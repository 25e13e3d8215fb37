//! Compact JWS access tokens (HMAC-SHA256) with keyset rotation.
//!
//! Verification accepts the active signer and the previously rotated-out
//! key; the staged `next` key is known but refused until it becomes the
//! active signer. Claims are validated with a configurable clock-skew
//! tolerance.

use base64::engine::general_purpose::URL_SAFE_NO_PAD;
use base64::Engine;
use hmac::{Hmac, Mac};
use serde::{Deserialize, Serialize};
use sha2::Sha256;

use maestro_core::config::{AuthConfig, SigningKey};

use crate::error::{AuthError, Result};

type HmacSha256 = Hmac<Sha256>;

#[derive(Debug, Serialize, Deserialize)]
struct Header {
    alg: String,
    kid: String,
}

/// Verified token claims.
#[derive(Debug, Clone, Serialize, Deserialize, Default)]
pub struct Claims {
    pub sub: String,
    pub token_use: String,
    pub iss: String,
    pub aud: String,
    pub iat: i64,
    #[serde(skip_serializing_if = "Option::is_none")]
    pub nbf: Option<i64>,
    pub exp: i64,
    #[serde(skip_serializing_if = "Option::is_none")]
    pub scope: Option<String>,
    #[serde(skip_serializing_if = "Option::is_none")]
    pub scopes: Option<Vec<String>>,
    #[serde(skip_serializing_if = "Option::is_none")]
    pub email_verified: Option<bool>,
}

impl Claims {
    /// `user:{uuid}` subjects are user tokens; everything else
    /// (`service-account:…`) is rejected on user-only endpoints.
    pub fn user_subject(&self) -> Option<&str> {
        self.sub.strip_prefix("user:")
    }
}

pub struct TokenVerifier {
    active: SigningKey,
    next: Option<SigningKey>,
    previous: Option<SigningKey>,
    issuer: String,
    audience: String,
    clock_skew_secs: i64,
}

impl TokenVerifier {
    pub fn new(config: &AuthConfig) -> Self {
        Self {
            active: config.key_set.active.clone(),
            next: config.key_set.next.clone(),
            previous: config.key_set.previous.clone(),
            issuer: config.issuer.clone(),
            audience: config.audience.clone(),
            clock_skew_secs: config.clock_skew_secs,
        }
    }

    /// Verify signature and claims; returns the decoded claims.
    pub fn verify(&self, token: &str) -> Result<Claims> {
        self.verify_at(token, chrono::Utc::now().timestamp())
    }

    /// Verification against an explicit clock, used by tests to pin the
    /// skew boundary exactly.
    pub fn verify_at(&self, token: &str, now: i64) -> Result<Claims> {
        let mut parts = token.split('.');
        let (h, p, s) = match (parts.next(), parts.next(), parts.next(), parts.next()) {
            (Some(h), Some(p), Some(s), None) => (h, p, s),
            _ => return Err(AuthError::InvalidToken("malformed token".into())),
        };

        let header: Header = decode_json(h)?;
        if header.alg != "HS256" {
            return Err(AuthError::InvalidToken(format!(
                "unsupported alg: {}",
                header.alg
            )));
        }
        let key = self.resolve_key(&header.kid)?;

        let mut mac = HmacSha256::new_from_slice(key.secret.as_bytes())
            .map_err(|e| AuthError::InvalidToken(e.to_string()))?;
        mac.update(format!("{h}.{p}").as_bytes());
        let signature = URL_SAFE_NO_PAD
            .decode(s)
            .map_err(|_| AuthError::InvalidToken("signature is not base64url".into()))?;
        mac.verify_slice(&signature)
            .map_err(|_| AuthError::InvalidToken("signature mismatch".into()))?;

        let claims: Claims = decode_json(p)?;
        self.validate_claims(&claims, now)?;
        Ok(claims)
    }

    fn resolve_key(&self, kid: &str) -> Result<&SigningKey> {
        if kid == self.active.kid {
            return Ok(&self.active);
        }
        if let Some(prev) = &self.previous {
            if kid == prev.kid {
                return Ok(prev);
            }
        }
        // A token minted with the staged key means someone signed ahead of
        // rotation; refuse it until the key becomes the active signer.
        if let Some(next) = &self.next {
            if kid == next.kid {
                return Err(AuthError::FutureKey {
                    kid: kid.to_string(),
                });
            }
        }
        Err(AuthError::UnknownKey {
            kid: kid.to_string(),
        })
    }

    fn validate_claims(&self, claims: &Claims, now: i64) -> Result<()> {
        if claims.exp == 0 || claims.iat == 0 {
            return Err(AuthError::InvalidToken("missing exp or iat".into()));
        }
        if claims.iss != self.issuer {
            return Err(AuthError::InvalidToken("issuer mismatch".into()));
        }
        if claims.aud != self.audience {
            return Err(AuthError::InvalidToken("audience mismatch".into()));
        }
        let skew = self.clock_skew_secs;
        if claims.exp + skew <= now {
            return Err(AuthError::Expired);
        }
        if claims.iat - skew > now {
            return Err(AuthError::NotYetValid);
        }
        if let Some(nbf) = claims.nbf {
            if nbf - skew > now {
                return Err(AuthError::NotYetValid);
            }
        }
        Ok(())
    }
}

/// Sign claims with a key. Used by token-minting collaborators and tests;
/// the gate itself only verifies.
pub fn sign(key: &SigningKey, claims: &Claims) -> Result<String> {
    let header = Header {
        alg: "HS256".to_string(),
        kid: key.kid.clone(),
    };
    let h = encode_json(&header)?;
    let p = encode_json(claims)?;
    let mut mac = HmacSha256::new_from_slice(key.secret.as_bytes())
        .map_err(|e| AuthError::InvalidToken(e.to_string()))?;
    mac.update(format!("{h}.{p}").as_bytes());
    let s = URL_SAFE_NO_PAD.encode(mac.finalize().into_bytes());
    Ok(format!("{h}.{p}.{s}"))
}

fn encode_json<T: Serialize>(value: &T) -> Result<String> {
    let bytes = serde_json::to_vec(value).map_err(|e| AuthError::InvalidToken(e.to_string()))?;
    Ok(URL_SAFE_NO_PAD.encode(bytes))
}

fn decode_json<T: for<'de> Deserialize<'de>>(segment: &str) -> Result<T> {
    let bytes = URL_SAFE_NO_PAD
        .decode(segment)
        .map_err(|_| AuthError::InvalidToken("segment is not base64url".into()))?;
    serde_json::from_slice(&bytes).map_err(|e| AuthError::InvalidToken(e.to_string()))
}

#[cfg(test)]
mod tests {
    use super::*;
    use maestro_core::config::KeySetConfig;

    fn key(kid: &str) -> SigningKey {
        SigningKey {
            kid: kid.to_string(),
            secret: format!("secret-{kid}"),
        }
    }

    fn verifier() -> TokenVerifier {
        let mut config = AuthConfig::default();
        config.key_set = KeySetConfig {
            active: key("k-active"),
            next: Some(key("k-next")),
            previous: Some(key("k-prev")),
        };
        TokenVerifier::new(&config)
    }

    fn claims(now: i64) -> Claims {
        Claims {
            sub: "user:0192aaaa-0000-7000-8000-000000000001".to_string(),
            token_use: "access".to_string(),
            iss: AuthConfig::default().issuer,
            aud: AuthConfig::default().audience,
            iat: now - 10,
            nbf: None,
            exp: now + 300,
            scope: Some("conversations:read conversations:write".to_string()),
            scopes: None,
            email_verified: Some(true),
        }
    }

    #[test]
    fn active_key_verifies() {
        let now = 1_700_000_000;
        let token = sign(&key("k-active"), &claims(now)).unwrap();
        let verified = verifier().verify_at(&token, now).unwrap();
        assert!(verified.user_subject().is_some());
    }

    #[test]
    fn previous_key_still_verifies() {
        let now = 1_700_000_000;
        let token = sign(&key("k-prev"), &claims(now)).unwrap();
        verifier().verify_at(&token, now).unwrap();
    }

    #[test]
    fn staged_next_key_is_refused() {
        let now = 1_700_000_000;
        let token = sign(&key("k-next"), &claims(now)).unwrap();
        assert!(matches!(
            verifier().verify_at(&token, now).unwrap_err(),
            AuthError::FutureKey { .. }
        ));
    }

    #[test]
    fn unknown_kid_is_refused() {
        let now = 1_700_000_000;
        let token = sign(&key("k-rogue"), &claims(now)).unwrap();
        assert!(matches!(
            verifier().verify_at(&token, now).unwrap_err(),
            AuthError::UnknownKey { .. }
        ));
    }

    #[test]
    fn tampered_payload_fails_signature() {
        let now = 1_700_000_000;
        let token = sign(&key("k-active"), &claims(now)).unwrap();
        let mut parts: Vec<&str> = token.split('.').collect();
        let mut forged = claims(now);
        forged.sub = "user:0192aaaa-0000-7000-8000-0000000000ff".to_string();
        let forged_payload = encode_json(&forged).unwrap();
        parts[1] = &forged_payload;
        let tampered = parts.join(".");
        assert!(verifier().verify_at(&tampered, now).is_err());
    }

    #[test]
    fn expiry_honors_clock_skew() {
        let now = 1_700_000_000;
        let mut c = claims(now);
        c.exp = now - 10; // expired 10s ago, inside the 30s skew window
        let token = sign(&key("k-active"), &c).unwrap();
        verifier().verify_at(&token, now).unwrap();

        c.exp = now - 31; // just beyond the window
        let token = sign(&key("k-active"), &c).unwrap();
        assert!(matches!(
            verifier().verify_at(&token, now).unwrap_err(),
            AuthError::Expired
        ));
    }

    #[test]
    fn missing_exp_is_rejected() {
        let now = 1_700_000_000;
        let mut c = claims(now);
        c.exp = 0;
        let token = sign(&key("k-active"), &c).unwrap();
        assert!(verifier().verify_at(&token, now).is_err());
    }

    #[test]
    fn future_nbf_is_rejected() {
        let now = 1_700_000_000;
        let mut c = claims(now);
        c.nbf = Some(now + 120);
        let token = sign(&key("k-active"), &c).unwrap();
        assert!(matches!(
            verifier().verify_at(&token, now).unwrap_err(),
            AuthError::NotYetValid
        ));
    }
}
+--
What is expected: Across all the records, find the lines containing the word "AuthConfig" and reproduce each one.

Exercise result:
use maestro_core::config::{AuthConfig, SigningKey};
    pub fn new(config: &AuthConfig) -> Self {
        let mut config = AuthConfig::default();
            iss: AuthConfig::default().issuer,
            aud: AuthConfig::default().audience,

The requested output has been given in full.